Jan 17, 2014 | Aucun commentaire sur Critique ・ « Les gens » d’Edward Bond, Mise en scène Alain Françon au TGP

ƒƒ Critique Denis Sanglard

Les gens 1

© Michel Corbou

Ils sont quatre sur le plateau, un no mans land, une tombe à ciel ouvert, entre chien et loup cerné par  un monde apocalyptique que l’on devine hors champs, où rodent les tueurs… Postern qui n’en finit pas d’agonir, Magerson qui rabâche sans fin les bribes de la même histoire, Ken* qui ne sait plus qui il est et enfin Lambeth qui dépouille les cadavres de leurs effets. Hormis Lambeth nul ne sait vraiment qui il est, chacun fouille son passé chaotique pour comprendre ce qu’il fait là, chacun se heurte à l’autre et nul ne comprend quoi que ce soit à la situation sinon que la mort est aussi une question de vie. À l’exception de Lambeth justement qui dans les frusques qu’elle trie de façon obsessionnelle, pythie contemporaine, rend sa part d’humanité tragique, dont la sienne, à ceux qui les portaient. Leur histoire est le reflet du chaos qui les traque, de cette société livrée à la violence et que Lambeth, assise sur son tas de fringues qu’elle ravaude analyse de façon cynique. Ces quatre là en sont aussi le reflet, qui  cherchent obstinément des réponses qu’ils n’ont pas à cette vie qui n‘est qu’une longue déroute, une descente aux enfer.

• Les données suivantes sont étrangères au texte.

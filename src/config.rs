use crate::cli::{Cli, OutputFormat};
use anyhow::{Result, bail};
use permkit::PipelineOptions;
use permkit::backend::terraform::TerraformCli;
use std::path::PathBuf;

/// Resolved settings for one run
#[derive(Debug, Clone)]
pub struct Config {
    pub dir: PathBuf,
    pub permissions: PathBuf,
    pub providers: Vec<String>,
    pub terraform: String,
    pub converter: String,
    pub state_command: Option<String>,
    pub plan_json: Option<PathBuf>,
    pub skip_state: bool,
    pub keep_files: bool,
    pub format: OutputFormat,
}

impl Config {
    pub fn from_cli(cli: &Cli) -> Result<Self> {
        let providers: Vec<String> = cli
            .providers
            .iter()
            .map(|p| p.trim().to_string())
            .filter(|p| !p.is_empty())
            .collect();

        if providers.is_empty() {
            bail!("At least one --provider prefix is required");
        }

        Ok(Self {
            dir: expand(&cli.dir),
            permissions: expand(&cli.permissions),
            providers,
            terraform: cli.terraform.clone(),
            converter: cli.converter.clone(),
            state_command: cli.state_command.clone(),
            plan_json: cli.plan_json.as_deref().map(expand),
            skip_state: cli.skip_state,
            keep_files: cli.keep_files,
            format: cli.format,
        })
    }

    pub fn backend(&self) -> TerraformCli {
        let backend = TerraformCli::new(&self.terraform, &self.converter);
        match &self.state_command {
            Some(line) => backend.with_state_command(line),
            None => backend,
        }
    }

    pub fn pipeline_options(&self) -> PipelineOptions {
        PipelineOptions {
            dir: self.dir.clone(),
            permissions: self.permissions.clone(),
            providers: self.providers.clone(),
            plan_json: self.plan_json.clone(),
            skip_state: self.skip_state,
            keep_files: self.keep_files,
        }
    }
}

/// Expand `~` in a user-supplied path
fn expand(path: &str) -> PathBuf {
    PathBuf::from(shellexpand::tilde(path).as_ref())
}

#[cfg(test)]
mod tests {
    use super::*;
    use clap::Parser;

    fn parse(args: &[&str]) -> Cli {
        let mut argv = vec!["tfperms"];
        argv.extend_from_slice(args);
        Cli::try_parse_from(argv).unwrap()
    }

    #[test]
    fn test_from_cli_defaults() {
        let config = Config::from_cli(&parse(&[])).unwrap();
        assert_eq!(config.dir, PathBuf::from("."));
        assert_eq!(config.permissions, PathBuf::from("permissions.json"));
        assert_eq!(config.providers, vec!["google"]);

        let options = config.pipeline_options();
        assert_eq!(options.dir, PathBuf::from("."));
        assert!(options.plan_json.is_none());
        assert!(!options.keep_files);
    }

    #[test]
    fn test_tilde_expansion() {
        let Some(home) = std::env::var_os("HOME") else {
            return;
        };
        let config = Config::from_cli(&parse(&["--permissions", "~/perms.json"])).unwrap();
        assert_eq!(config.permissions, PathBuf::from(home).join("perms.json"));
    }

    #[test]
    fn test_blank_providers_rejected() {
        assert!(Config::from_cli(&parse(&["--provider", " , "])).is_err());
    }

    #[test]
    fn test_providers_trimmed() {
        let config = Config::from_cli(&parse(&["--provider", "google, aws"])).unwrap();
        assert_eq!(config.providers, vec!["google", "aws"]);
    }

    #[test]
    fn test_backend_uses_state_command() {
        let config = Config::from_cli(&parse(&[
            "--terraform",
            "tofu",
            "--state-command",
            "terragrunt state list",
        ]))
        .unwrap();
        let backend = config.backend();
        let state = backend.state_list_command(&config.dir);
        assert!(state.args.iter().any(|a| a == "terragrunt state list"));
        assert_eq!(backend.plan_command(&config.dir).program, "tofu");
    }
}
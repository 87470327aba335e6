use colored::Colorize;

const RULE_WIDTH: usize = 45;

/// Print a warning message
pub fn warn(msg: &str) {
    eprintln!("{} {}", "⚠".yellow(), msg);
}

/// Print an error message
pub fn error(msg: &str) {
    eprintln!("{} {}", "✗".red(), msg);
}

/// Format a section banner framed by `#` rules
pub fn banner(title: &str) -> String {
    let rule = "#".repeat(RULE_WIDTH);
    format!(
        "\n{}\n  {}\n{}\n",
        rule.dimmed(),
        title.cyan().bold(),
        rule.dimmed()
    )
}

/// Turn colors off for the rest of the process
pub fn disable_colors() {
    colored::control::set_override(false);
}

// ============================================================================
// Tests
// ============================================================================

On pense bien sûr à « En attendant Godot ». Mais cette référence qui vous saute aux yeux d’emblée est bientôt balayée par l’âpreté, la sécheresse du propos. Godot est mort, bien mort ou comme Postern agonise et gît dans un trou, dépouillé de son manteau. Comme toujours chez Edward Bond la violence, qui semble quand même ici quelque peu émoussée, l’absurdité de celle-ci, pose cette question centrale : qu’est-ce qu’une vie, le poids d’un homme, l’humanité. Dans un monde livré aux pillages, aux exécutions sommaires, aux guerres intestines comment puis-je être un homme. Accepter son destin comme Ken qui découvre qu’il est un exécuteur et décide de l’assumer parce que c’est sa condition, ce qui fait qu’il est – au sens d’être humain – et que se mentir serait se fuir. Tragique et absurde contradiction qui voit l‘homme être défini jusque dans la portée de ses actes aussi terrifiant soient ils… L’humanité y compris dans la barbarie, la barbarie comme humanité. Pour Edward Bond l’horreur semble bien être la seule chose qui définisse aujourd‘hui notre société depuis Auschwitz et Hiroshima.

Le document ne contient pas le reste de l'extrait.